François Bégaudeau, éditions Gallimard/Verticales
L'Amour
96 pages
Au début des années 70, Jeanne consigne ses premiers émois amoureux dans son agenda La Redoute. Ceux-ci demeurent sans suite mais, comme elle le dit souvent, “on se fait à tout”. Aussi, lorsque Jacques, juché sur sa 103 et flanqué de son chien, lui propose une balade en forêt, Jeanne ne dit pas non. “Les cockers on leur donnerait le bon Dieu sans confession.” Après avoir pratiqué toutes les chambres de l’hôtel où Jeanne travaille de nuit, vient le moment de la présentation aux parents: “Avec le rôti, il y a des haricots ou des patates, c’est comme on veut.” Lors de la cérémonie de mariage, Jeanne acquiesce une nouvelle fois et, en plus du frigidaire, les tourtereaux reçoivent un bon d’achat chez Monsieur Meuble.

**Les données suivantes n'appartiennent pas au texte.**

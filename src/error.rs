//! Error handling for the comparison harness
//!
//! Structural errors (unknown models, misaligned signals, empty model lists)
//! abort a run. Numeric degeneracies inside transforms are never errors; they
//! are resolved by the power floor in [`crate::analysis`].

use thiserror::Error;

/// Result type alias for harness operations
pub type Result<T> = std::result::Result<T, CompareError>;

/// Main error type for the comparison harness
#[derive(Error, Debug)]
pub enum CompareError {
    // Registry / Runner Errors
    #[error("Model not found: {model}")]
    ModelNotFound { model: String },

    #[error("Model '{model}' failed: {reason}")]
    ModelFailed { model: String, reason: String },

    #[error("No models to compare")]
    EmptyModelList,

    // Shape Errors
    #[error("Shape mismatch in {context}: expected {expected} samples, got {actual}")]
    ShapeMismatch {
        context: String,
        expected: usize,
        actual: usize,
    },

    #[error("Length mismatch: {names} model names but {outputs} outputs")]
    LengthMismatch { names: usize, outputs: usize },

    #[error("Signal contains no samples")]
    EmptySignal,

    // Parameter Errors
    #[error("Invalid sample rate: {sample_rate}")]
    InvalidSampleRate { sample_rate: f64 },

    #[error("Invalid parameter '{name}': {reason}")]
    InvalidParameter { name: String, reason: String },

    // Output Errors
    #[error("Failed to render panel: {0}")]
    Render(String),

    #[error("WAV error: {0}")]
    Wav(#[from] hound::Error),

    // I/O Errors
    #[error("I/O error: {0}")]
    Io(#[from] std::io::Error),

    // Serialization Errors
    #[error("Serialization error: {0}")]
    Serialization(#[from] serde_json::Error),
}

impl<E: std::error::Error + Send + Sync + 'static> From<plotters::drawing::DrawingAreaErrorKind<E>>
    for CompareError
{
    fn from(value: plotters::drawing::DrawingAreaErrorKind<E>) -> Self {
        CompareError::Render(format!("{value:?}"))
    }
}

impl CompareError {
    /// Shorthand for a shape mismatch at a named boundary
    pub fn shape(context: impl Into<String>, expected: usize, actual: usize) -> Self {
        CompareError::ShapeMismatch {
            context: context.into(),
            expected,
            actual,
        }
    }

    /// Shorthand for an invalid parameter
    pub fn invalid(name: impl Into<String>, reason: impl Into<String>) -> Self {
        CompareError::InvalidParameter {
            name: name.into(),
            reason: reason.into(),
        }
    }

    /// Get the error code for this error type
    pub fn error_code(&self) -> &'static str {
        match self {
            CompareError::ModelNotFound { .. } => "MODEL_NOT_FOUND",
            CompareError::ModelFailed { .. } => "MODEL_FAILED",
            CompareError::EmptyModelList => "EMPTY_MODEL_LIST",
            CompareError::ShapeMismatch { .. } => "SHAPE_MISMATCH",
            CompareError::LengthMismatch { .. } => "LENGTH_MISMATCH",
            CompareError::EmptySignal => "EMPTY_SIGNAL",
            CompareError::InvalidSampleRate { .. } => "INVALID_SAMPLE_RATE",
            CompareError::InvalidParameter { .. } => "INVALID_PARAMETER",
            CompareError::Render(_) => "RENDER_ERROR",
            CompareError::Wav(_) => "WAV_ERROR",
            CompareError::Io(_) => "IO_ERROR",
            CompareError::Serialization(_) => "SERIALIZATION_ERROR",
        }
    }

    /// Structural errors invalidate the whole comparison
    pub fn is_structural(&self) -> bool {
        matches!(
            self,
            CompareError::ModelNotFound { .. }
                | CompareError::EmptyModelList
                | CompareError::ShapeMismatch { .. }
                | CompareError::LengthMismatch { .. }
        )
    }

    /// Get recovery suggestions for this error
    pub fn recovery_suggestions(&self) -> Vec<&'static str> {
        match self {
            CompareError::ModelNotFound { .. } => vec![
                "Check the model name for typos",
                "Run 'circuit-compare models' to list registered models",
            ],
            CompareError::EmptyModelList => vec!["Add at least one model name to the run"],
            CompareError::ShapeMismatch { .. } => vec![
                "Build the stimulus and control from the same time base",
                "Check that the model returns one sample per input sample",
            ],
            CompareError::LengthMismatch { .. } => {
                vec!["Pass exactly one model name per output signal"]
            }
            CompareError::InvalidSampleRate { .. } => {
                vec!["Use a finite sample rate greater than zero"]
            }
            CompareError::Render(_) => vec![
                "Check the output directory is writable",
                "Try the JSON sink to inspect the panel data",
            ],
            _ => vec![],
        }
    }
}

Plus tard, la famille s’agrandit, les sorties se font plus rares, l’amour, lui, ne passera jamais. “Souvent Jacques énerve Jeanne à ne rien dire alors qu’il n’en pense pas moins. Et Jeanne énerve Jacques à lui demander à quoi il pense. Est-ce qu’on sait à quoi on pense?” Sertie en 90 pages, voici toute l’histoire des époux Moreau, duettistes de cœur, et c’est un tour de force. À la manière de la chanson Brandt Rhapsodie de Jeanne Cherhal et Benjamin Biolay, François Bégaudeau croque une vie de couple qui défile, sans heurt mais au plus près du réel, avec une concision et une justesse remarquables. Dans une France où les téléphones sont à touches, les mouchoirs en papier et les baguettes tradition, cette novella se dévore d’une traite et se referme avec une poussière dans l’œil. “Bientôt on est à l’hôpital comme chez soi.” Une pépite.